The railroad infrastructure linking Greece with Central Europe is also part of the BRI. Another Chinese-owned commercial port exists on that same route in the Indian Ocean – Gwadar Port in Pakistan, which is part of the China-Pakistan Economic Corridor (CPEC). This means that China itself can use multiple parts of the proposed transport route, and the IMEC project does not really undercut Beijing to the extent it’s being portrayed – and all of the co-opted countries would be pretty happy for that.
Third, this project could end up in the growing graveyard of pledged, and failed, BRI alternatives, which come at a rate of approximately one per year. It wasn’t that long ago that the US and its allies in the G7 were launching Build Back Better W (B3W), or the Global Partnership for Infrastructure Investment, or the Blue Dot Network. None of these projects have the coordinated hierarchical superstructure that the Chinese state does, which allows projects to be cooperated and rolled out at breakneck pace, nor do they have the readily accessible financial resources to take off.
If China seeks to build a high-speed railway, for example, the Communist Party can coordinate a bank to fund it, a railway company to build it, and a supply chain to stock it, all in one organized motion. The US does not have the power to do that, unless of course it comes down to military and defense spending, such as the bottomless pit of aid to Ukraine, and therefore is unable to compete. All other spending in Washington is part of the never-ending political battle in the Congress, where every single non-military penny must be fought for, tooth and nail, in a serious process. It’s why its own national infrastructure is increasingly shoddy, and, to use the above example for comparison, American high-speed railways remain underdeveloped by generous definition and non-existent compared to China.

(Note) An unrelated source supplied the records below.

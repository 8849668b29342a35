/// GraphicsDevice trait - resource factory and frame lifecycle

use std::sync::Arc;

use crate::error::Result;
use crate::graphics_device::{
    Buffer, Texture, Sampler, Shader, Pipeline, CommandList, DescriptorSetLayout, DescriptorSet,
    BufferDesc, TextureDesc, SamplerDesc, ShaderDesc, PipelineDesc, ComputePipelineDesc, DescriptorSetLayoutDesc,
    TextureFormat, ValidationStats,
};

/// Result of `GraphicsDevice::begin_frame`
#[derive(Debug, Clone, Copy, PartialEq, Eq)]
pub enum FrameBegin {
    /// An image was acquired; record, submit and present
    Ready,
    /// The swapchain was recreated; skip this frame
    Skipped,
}

/// Memory manager counters
#[derive(Debug, Clone, Copy, PartialEq, Default)]
pub struct MemoryStats {
    pub pool_count: usize,
    /// Bytes reserved by all pools
    pub total_reserved: u64,
    /// Bytes handed out to live allocations
    pub total_used: u64,
    pub peak_used: u64,
    pub allocation_count: usize,
    pub largest_free_block: u64,
    /// Share of free bytes outside each pool's largest free block (0 when nothing is free)
    pub fragmentation: f32,
}

/// Synchronization layer counters
#[derive(Debug, Clone, Copy, PartialEq, Eq, Default)]
pub struct SyncStats {
    pub live_semaphores: u32,
    pub live_fences: u32,
    pub semaphores_created: u64,
    pub fences_created: u64,
    pub barriers: u64,
    pub submits: u64,
    pub wait_time_ns: u64,
    pub signal_time_ns: u64,
}

/// Device-wide counters
#[derive(Debug, Clone, Copy, PartialEq, Default)]
pub struct GraphicsDeviceStats {
    pub frames_begun: u64,
    pub frames_presented: u64,
    pub frames_skipped: u64,
    pub frames_abandoned: u64,
    pub swapchain_recreations: u64,
    pub memory: MemoryStats,
    pub sync: SyncStats,
    pub validation: ValidationStats,
}

/// Main graphics device trait
///
/// The central factory for GPU resources and the owner of the frame loop.
/// Implemented by backend devices (e.g., VulkanGraphicsDevice).
///
/// Frame protocol: `begin_frame` -> `create_command_list` / record ->
/// `submit_command_list` -> `present`, or `abandon_frame` after a failure.
pub trait GraphicsDevice: Send + Sync {
    // ===== RESOURCES =====

    /// Create a buffer backed by the memory manager
    fn create_buffer(&mut self, desc: BufferDesc) -> Result<Arc<dyn Buffer>>;

    /// Create a device-local buffer and queue a staged upload of `data`
    ///
    /// The copy lands on the next transfer flush (at the latest, the next
    /// `submit_command_list` or `begin_frame`). The staging buffer lives until the copy completes.
    fn create_and_upload_buffer(&mut self, desc: BufferDesc, data: &[u8]) -> Result<Arc<dyn Buffer>>;

    /// Create an uninitialized 2D texture
    fn create_texture_2d(&mut self, desc: TextureDesc) -> Result<Arc<dyn Texture>>;

    /// Create a 2D texture and upload mip 0 of every layer
    ///
    /// `data` holds `array_layers` tightly packed level-0 images. Every
    /// subresource ends in SHADER_READ_ONLY.
    fn create_and_upload_texture(&mut self, desc: TextureDesc, data: &[u8]) -> Result<Arc<dyn Texture>>;

    fn create_sampler(&mut self, desc: SamplerDesc) -> Result<Arc<dyn Sampler>>;

    /// Create a shader from SPIR-V bytecode
    fn create_shader(&mut self, desc: ShaderDesc) -> Result<Arc<dyn Shader>>;

    fn create_graphics_pipeline(&mut self, desc: PipelineDesc) -> Result<Arc<dyn Pipeline>>;

    /// Create a compute pipeline from one compute shader
    fn create_compute_pipeline(&mut self, desc: ComputePipelineDesc) -> Result<Arc<dyn Pipeline>>;

    fn create_descriptor_set_layout(&mut self, desc: DescriptorSetLayoutDesc) -> Result<Arc<dyn DescriptorSetLayout>>;

    /// Allocate a set from the device descriptor pool
    fn allocate_descriptor_set(&mut self, layout: &Arc<dyn DescriptorSetLayout>) -> Result<Arc<dyn DescriptorSet>>;

    // ===== COMMANDS =====

    /// Allocate a command list from the current frame slot's pool
    ///
    /// Valid until the slot is reused `max_frames_in_flight` frames later.
    fn create_command_list(&mut self) -> Result<Box<dyn CommandList>>;

    /// Submit one ended command list for the current frame
    fn submit_command_list(&mut self, command_list: &dyn CommandList) -> Result<()> {
        self.submit_command_lists(&[command_list])
    }

    /// Submit several ended command lists in one submission
    fn submit_command_lists(&mut self, command_lists: &[&dyn CommandList]) -> Result<()>;

    // ===== FRAME =====

    /// Wait for the frame slot, acquire a swapchain image and reset the slot
    fn begin_frame(&mut self) -> Result<FrameBegin>;

    /// Present the current image and advance to the next frame slot
    fn present(&mut self) -> Result<()>;

    /// Give up a frame that cannot be submitted or presented
    ///
    /// Releases the acquired image and the slot so the next `begin_frame`
    /// starts clean. Does nothing when no frame is open.
    fn abandon_frame(&mut self) -> Result<()>;

    /// Swapchain image acquired by the last successful `begin_frame`
    fn current_back_buffer(&self) -> Result<Arc<dyn Texture>>;

    /// Depth buffer matching the swapchain extent
    fn depth_buffer(&self) -> Option<Arc<dyn Texture>>;

    /// Index of the current frame slot in `[0, max_frames_in_flight)`
    fn current_frame_index(&self) -> usize;

    /// Request a swapchain rebuild before the next present
    fn resize(&mut self, width: u32, height: u32);

    fn swapchain_extent(&self) -> (u32, u32);

    fn swapchain_format(&self) -> TextureFormat;

    fn depth_format(&self) -> TextureFormat;

    // ===== SYNC =====

    /// Submit every pending transfer and wait for completion
    fn flush_transfers(&self) -> Result<()>;

    /// Wait for all GPU work to complete
    fn wait_idle(&self) -> Result<()>;

    fn stats(&self) -> GraphicsDeviceStats;
}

Finally, the IMEC is tiny compared to what the BRI aims to achieve. While IMEC wants to connect the Middle East to the Indian subcontinent (which also benefits China), the BRI has been working on not just one, but multiple economic corridors all over the planet. This includes comprehensively connecting the Eurasian landmass through huge railways spanning Russia, Central Asia and Mongolia, making it possible for a train from Shanghai to arrive in London, but also creating a new route to the sea through Pakistan (CPEC), connecting South East Asia by land through new railroads going through Laos and into Thailand, as well as a route which spans West Asia through Turkey and another Indian subcontinent foray with the China-Myanmar Corridor.

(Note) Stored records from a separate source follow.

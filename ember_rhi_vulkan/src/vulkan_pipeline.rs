/// Pipeline - Vulkan graphics and compute pipelines
///
/// Graphics pipelines are built for dynamic rendering: attachment formats come
/// from `vk::PipelineRenderingCreateInfo` and there is no render pass object.
/// Viewport and scissor are always dynamic.

use ember_rhi::ember::{Error, Result};
use ember_rhi::ember::render::{
    ComputePipelineDesc, DescriptorSetLayout as RhiDescriptorSetLayout, Pipeline as RhiPipeline,
    PipelineBindPoint, PipelineDesc, PushConstantRange, ShaderStage,
};
use ember_rhi::engine_error;
use ash::vk;
use std::any::Any;
use std::sync::Arc;

use crate::vulkan_context::GpuContext;
use crate::vulkan_descriptor_set::DescriptorSetLayout;
use crate::vulkan_format::{
    blend_factor_to_vk, blend_op_to_vk, buffer_format_to_vk, compare_op_to_vk, cull_mode_to_vk, front_face_to_vk,
    input_rate_to_vk, polygon_mode_to_vk, stage_flags_to_vk, stencil_state_to_vk, texture_format_to_vk,
    topology_to_vk, write_mask_to_vk,
};
use crate::vulkan_shader::Shader;

const LOG_SOURCE: &str = "ember::vulkan::Pipeline";

/// Vulkan graphics or compute pipeline
pub struct Pipeline {
    ctx: Arc<GpuContext>,
    bind_point: PipelineBindPoint,
    pub(crate) pipeline: vk::Pipeline,
    pub(crate) layout: vk::PipelineLayout,
    push_constant_ranges: Vec<PushConstantRange>,
    /// Keeps the set layouts alive as long as the pipeline layout references them
    set_layouts: Vec<Arc<dyn RhiDescriptorSetLayout>>,
}

/// Push constant ranges must be 4-byte aligned, non-empty and within the device limit
pub(crate) fn validate_push_constants(ranges: &[PushConstantRange], max_size: u32) -> Result<()> {
    for range in ranges {
        if range.size == 0 || range.offset % 4 != 0 || range.size % 4 != 0 {
            return Err(Error::InvalidResource(format!(
                "push constant range {}+{} must be non-empty and 4-byte aligned", range.offset, range.size
            )));
        }
        if range.offset.checked_add(range.size).map_or(true, |end| end > max_size) {
            return Err(Error::InvalidResource(format!(
                "push constant range {}+{} exceeds device limit of {} bytes", range.offset, range.size, max_size
            )));
        }
        if range.stages.is_empty() {
            return Err(Error::InvalidResource(format!(
                "push constant range {}+{} has no shader stage", range.offset, range.size
            )));
        }
    }
    Ok(())
}

/// Map a failed pipeline-level native call to `NativeError`
fn pipeline_error(operation: &str, result: vk::Result) -> Error {
    engine_error!(LOG_SOURCE, "{} failed: {:?}", operation, result);
    Error::NativeError { operation: operation.to_string(), code: result.as_raw() }
}

/// Build the pipeline layout shared by both kinds of pipeline
fn create_layout(
    ctx: &GpuContext,
    set_layouts: &[Arc<dyn RhiDescriptorSetLayout>],
    ranges: &[PushConstantRange],
) -> Result<vk::PipelineLayout> {
    let set_layout_handles = set_layouts.iter()
        .map(|l| DescriptorSetLayout::from_rhi(l.as_ref()).map(|l| l.layout))
        .collect::<Result<Vec<_>>>()?;
    let push_constant_ranges: Vec<vk::PushConstantRange> = ranges.iter()
        .map(|r| vk::PushConstantRange {
            stage_flags: stage_flags_to_vk(r.stages),
            offset: r.offset,
            size: r.size,
        })
        .collect();
    let layout_info = vk::PipelineLayoutCreateInfo::default()
        .set_layouts(&set_layout_handles)
        .push_constant_ranges(&push_constant_ranges);
    unsafe { ctx.device.create_pipeline_layout(&layout_info, None) }
        .map_err(|e| pipeline_error("vkCreatePipelineLayout", e))
}

/// Take the single pipeline out of a batch create call, destroying the layout on failure
fn single_pipeline(
    ctx: &GpuContext,
    layout: vk::PipelineLayout,
    operation: &str,
    created: std::result::Result<Vec<vk::Pipeline>, (Vec<vk::Pipeline>, vk::Result)>,
) -> Result<vk::Pipeline> {
    let pipeline = match created {
        Ok(pipelines) => pipelines.into_iter().next(),
        Err((partial, e)) => {
            unsafe {
                for p in partial.into_iter().filter(|p| *p != vk::Pipeline::null()) {
                    ctx.device.destroy_pipeline(p, None);
                }
                ctx.device.destroy_pipeline_layout(layout, None);
            }
            return Err(pipeline_error(operation, e));
        }
    };
    pipeline.ok_or_else(|| {
        unsafe { ctx.device.destroy_pipeline_layout(layout, None) };
        Error::BackendError(format!("{} returned no pipeline", operation))
    })
}

impl Pipeline {
    pub(crate) fn create(ctx: &Arc<GpuContext>, desc: &PipelineDesc) -> Result<Self> {
        if desc.vertex_shader.stage() != ShaderStage::Vertex || desc.fragment_shader.stage() != ShaderStage::Fragment {
            return Err(Error::InvalidResource(format!(
                "pipeline needs a vertex and a fragment shader, got {:?} and {:?}",
                desc.vertex_shader.stage(), desc.fragment_shader.stage()
            )));
        }
        if desc.color_formats.is_empty() && desc.depth_format.is_none() {
            return Err(Error::InvalidResource("pipeline has no attachment formats".to_string()));
        }
        desc.vertex_layout.validate().map_err(Error::InvalidResource)?;
        validate_push_constants(&desc.push_constant_ranges, ctx.limits.max_push_constants_size)?;

        let vertex_shader = desc.vertex_shader.as_any().downcast_ref::<Shader>()
            .ok_or_else(|| Error::InvalidResource("vertex shader was not created by the Vulkan backend".to_string()))?;
        let fragment_shader = desc.fragment_shader.as_any().downcast_ref::<Shader>()
            .ok_or_else(|| Error::InvalidResource("fragment shader was not created by the Vulkan backend".to_string()))?;

        let layout = create_layout(ctx, &desc.descriptor_set_layouts, &desc.push_constant_ranges)?;

        // Shader stages
        let shader_stages = [
            vk::PipelineShaderStageCreateInfo::default()
                .stage(vertex_shader.vk_stage())
                .module(vertex_shader.module)
                .name(&vertex_shader.entry_point_c),
            vk::PipelineShaderStageCreateInfo::default()
                .stage(fragment_shader.vk_stage())
                .module(fragment_shader.module)
                .name(&fragment_shader.entry_point_c),
        ];

        // Vertex input
        let vertex_bindings: Vec<vk::VertexInputBindingDescription> = desc.vertex_layout.bindings.iter()
            .map(|b| vk::VertexInputBindingDescription {
                binding: b.binding,
                stride: b.stride,
                input_rate: input_rate_to_vk(b.input_rate),
            })
            .collect();
        let vertex_attributes: Vec<vk::VertexInputAttributeDescription> = desc.vertex_layout.attributes.iter()
            .map(|a| vk::VertexInputAttributeDescription {
                location: a.location,
                binding: a.binding,
                format: buffer_format_to_vk(a.format),
                offset: a.offset,
            })
            .collect();
        let vertex_input_state = vk::PipelineVertexInputStateCreateInfo::default()
            .vertex_binding_descriptions(&vertex_bindings)
            .vertex_attribute_descriptions(&vertex_attributes);

        let input_assembly_state = vk::PipelineInputAssemblyStateCreateInfo::default()
            .topology(topology_to_vk(desc.topology))
            .primitive_restart_enable(false);

        // Viewport and scissor are dynamic; only the counts matter here
        let viewport_state = vk::PipelineViewportStateCreateInfo::default()
            .viewport_count(1)
            .scissor_count(1);

        let rasterization = &desc.rasterization;
        let mut rasterization_state = vk::PipelineRasterizationStateCreateInfo::default()
            .depth_clamp_enable(false)
            .rasterizer_discard_enable(false)
            .polygon_mode(polygon_mode_to_vk(rasterization.polygon_mode))
            .line_width(1.0)
            .cull_mode(cull_mode_to_vk(rasterization.cull_mode))
            .front_face(front_face_to_vk(rasterization.front_face));
        rasterization_state = match rasterization.depth_bias {
            Some(bias) => rasterization_state
                .depth_bias_enable(true)
                .depth_bias_constant_factor(bias.constant_factor)
                .depth_bias_slope_factor(bias.slope_factor)
                .depth_bias_clamp(bias.clamp),
            None => rasterization_state.depth_bias_enable(false),
        };

        let depth = &desc.depth_stencil;
        let has_depth = desc.depth_format.is_some();
        let depth_stencil_state = vk::PipelineDepthStencilStateCreateInfo::default()
            .depth_test_enable(has_depth && depth.depth_test_enable)
            .depth_write_enable(has_depth && depth.depth_write_enable)
            .depth_compare_op(compare_op_to_vk(depth.depth_compare_op))
            .depth_bounds_test_enable(false)
            .stencil_test_enable(has_depth && depth.stencil_test_enable)
            .front(stencil_state_to_vk(&depth.front))
            .back(stencil_state_to_vk(&depth.back));

        let multisample_state = vk::PipelineMultisampleStateCreateInfo::default()
            .sample_shading_enable(false)
            .rasterization_samples(vk::SampleCountFlags::TYPE_1);

        let blend = &desc.color_blend;
        let mut blend_attachment = vk::PipelineColorBlendAttachmentState::default()
            .color_write_mask(write_mask_to_vk(blend.write_mask))
            .blend_enable(blend.blend_enable);
        if blend.blend_enable {
            blend_attachment = blend_attachment
                .src_color_blend_factor(blend_factor_to_vk(blend.src_color_factor))
                .dst_color_blend_factor(blend_factor_to_vk(blend.dst_color_factor))
                .color_blend_op(blend_op_to_vk(blend.color_blend_op))
                .src_alpha_blend_factor(blend_factor_to_vk(blend.src_alpha_factor))
                .dst_alpha_blend_factor(blend_factor_to_vk(blend.dst_alpha_factor))
                .alpha_blend_op(blend_op_to_vk(blend.alpha_blend_op));
        }
        let blend_attachments = vec![blend_attachment; desc.color_formats.len()];
        let color_blend_state = vk::PipelineColorBlendStateCreateInfo::default()
            .logic_op_enable(false)
            .attachments(&blend_attachments);

        let dynamic_states = [vk::DynamicState::VIEWPORT, vk::DynamicState::SCISSOR];
        let dynamic_state = vk::PipelineDynamicStateCreateInfo::default().dynamic_states(&dynamic_states);

        // Attachment formats
        let color_formats: Vec<vk::Format> = desc.color_formats.iter().map(|&f| texture_format_to_vk(f)).collect();
        let depth_format = desc.depth_format.map_or(vk::Format::UNDEFINED, texture_format_to_vk);
        let stencil_format = match desc.depth_format {
            Some(f) if f.has_stencil() => depth_format,
            _ => vk::Format::UNDEFINED,
        };
        let mut rendering_info = vk::PipelineRenderingCreateInfo::default()
            .color_attachment_formats(&color_formats)
            .depth_attachment_format(depth_format)
            .stencil_attachment_format(stencil_format);

        let create_info = vk::GraphicsPipelineCreateInfo::default()
            .push_next(&mut rendering_info)
            .stages(&shader_stages)
            .vertex_input_state(&vertex_input_state)
            .input_assembly_state(&input_assembly_state)
            .viewport_state(&viewport_state)
            .rasterization_state(&rasterization_state)
            .depth_stencil_state(&depth_stencil_state)
            .multisample_state(&multisample_state)
            .color_blend_state(&color_blend_state)
            .dynamic_state(&dynamic_state)
            .layout(layout);

        let pipelines = unsafe {
            ctx.device.create_graphics_pipelines(vk::PipelineCache::null(), &[create_info], None)
        };
        let pipeline = single_pipeline(ctx, layout, "vkCreateGraphicsPipelines", pipelines)?;

        Ok(Self {
            ctx: Arc::clone(ctx),
            bind_point: PipelineBindPoint::Graphics,
            pipeline,
            layout,
            push_constant_ranges: desc.push_constant_ranges.clone(),
            set_layouts: desc.descriptor_set_layouts.clone(),
        })
    }

    pub(crate) fn create_compute(ctx: &Arc<GpuContext>, desc: &ComputePipelineDesc) -> Result<Self> {
        if desc.shader.stage() != ShaderStage::Compute {
            return Err(Error::InvalidResource(format!(
                "compute pipeline needs a compute shader, got {:?}", desc.shader.stage()
            )));
        }
        validate_push_constants(&desc.push_constant_ranges, ctx.limits.max_push_constants_size)?;
        let shader = desc.shader.as_any().downcast_ref::<Shader>()
            .ok_or_else(|| Error::InvalidResource("compute shader was not created by the Vulkan backend".to_string()))?;

        let layout = create_layout(ctx, &desc.descriptor_set_layouts, &desc.push_constant_ranges)?;
        let stage = vk::PipelineShaderStageCreateInfo::default()
            .stage(shader.vk_stage())
            .module(shader.module)
            .name(&shader.entry_point_c);
        let create_info = vk::ComputePipelineCreateInfo::default()
            .stage(stage)
            .layout(layout);

        let pipelines = unsafe {
            ctx.device.create_compute_pipelines(vk::PipelineCache::null(), &[create_info], None)
        };
        let pipeline = single_pipeline(ctx, layout, "vkCreateComputePipelines", pipelines)?;

        Ok(Self {
            ctx: Arc::clone(ctx),
            bind_point: PipelineBindPoint::Compute,
            pipeline,
            layout,
            push_constant_ranges: desc.push_constant_ranges.clone(),
            set_layouts: desc.descriptor_set_layouts.clone(),
        })
    }

    pub fn handle(&self) -> vk::Pipeline {
        self.pipeline
    }

    /// Downcast an RHI pipeline created by this backend
    pub(crate) fn from_rhi(pipeline: &dyn RhiPipeline) -> Result<&Pipeline> {
        pipeline.as_any().downcast_ref::<Pipeline>()
            .ok_or_else(|| Error::InvalidResource("pipeline was not created by the Vulkan backend".to_string()))
    }
}

impl RhiPipeline for Pipeline {
    fn bind_point(&self) -> PipelineBindPoint {
        self.bind_point
    }

    fn push_constant_ranges(&self) -> &[PushConstantRange] {
        &self.push_constant_ranges
    }

    fn descriptor_set_count(&self) -> u32 {
        self.set_layouts.len() as u32
    }

    fn as_any(&self) -> &dyn Any {
        self
    }
}

impl Drop for Pipeline {
    fn drop(&mut self) {
        unsafe {
            self.ctx.device.destroy_pipeline(self.pipeline, None);
            self.ctx.device.destroy_pipeline_layout(self.layout, None);
        }
    }
}

#[cfg(test)]
#[path = "vulkan_pipeline_tests.rs"]
mod tests;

In conclusion, the US has been desperate to rival the Belt and Road Initiative, but has never been able to produce anything of the same scale or vision, all the while repeatedly ignoring the reality that transcontinental infrastructure routes are not “zero-sum games” because their results ultimately benefit everyone, which in China’s perspective has always been the focus of the BRI itself as a “win-win” initiative. Despite that, each new branded “alternative” comes with the same hype that “this time” China’s project has met its match. No, it really hasn’t, but thanks for creating a new route which Chinese cargo can use in the meantime.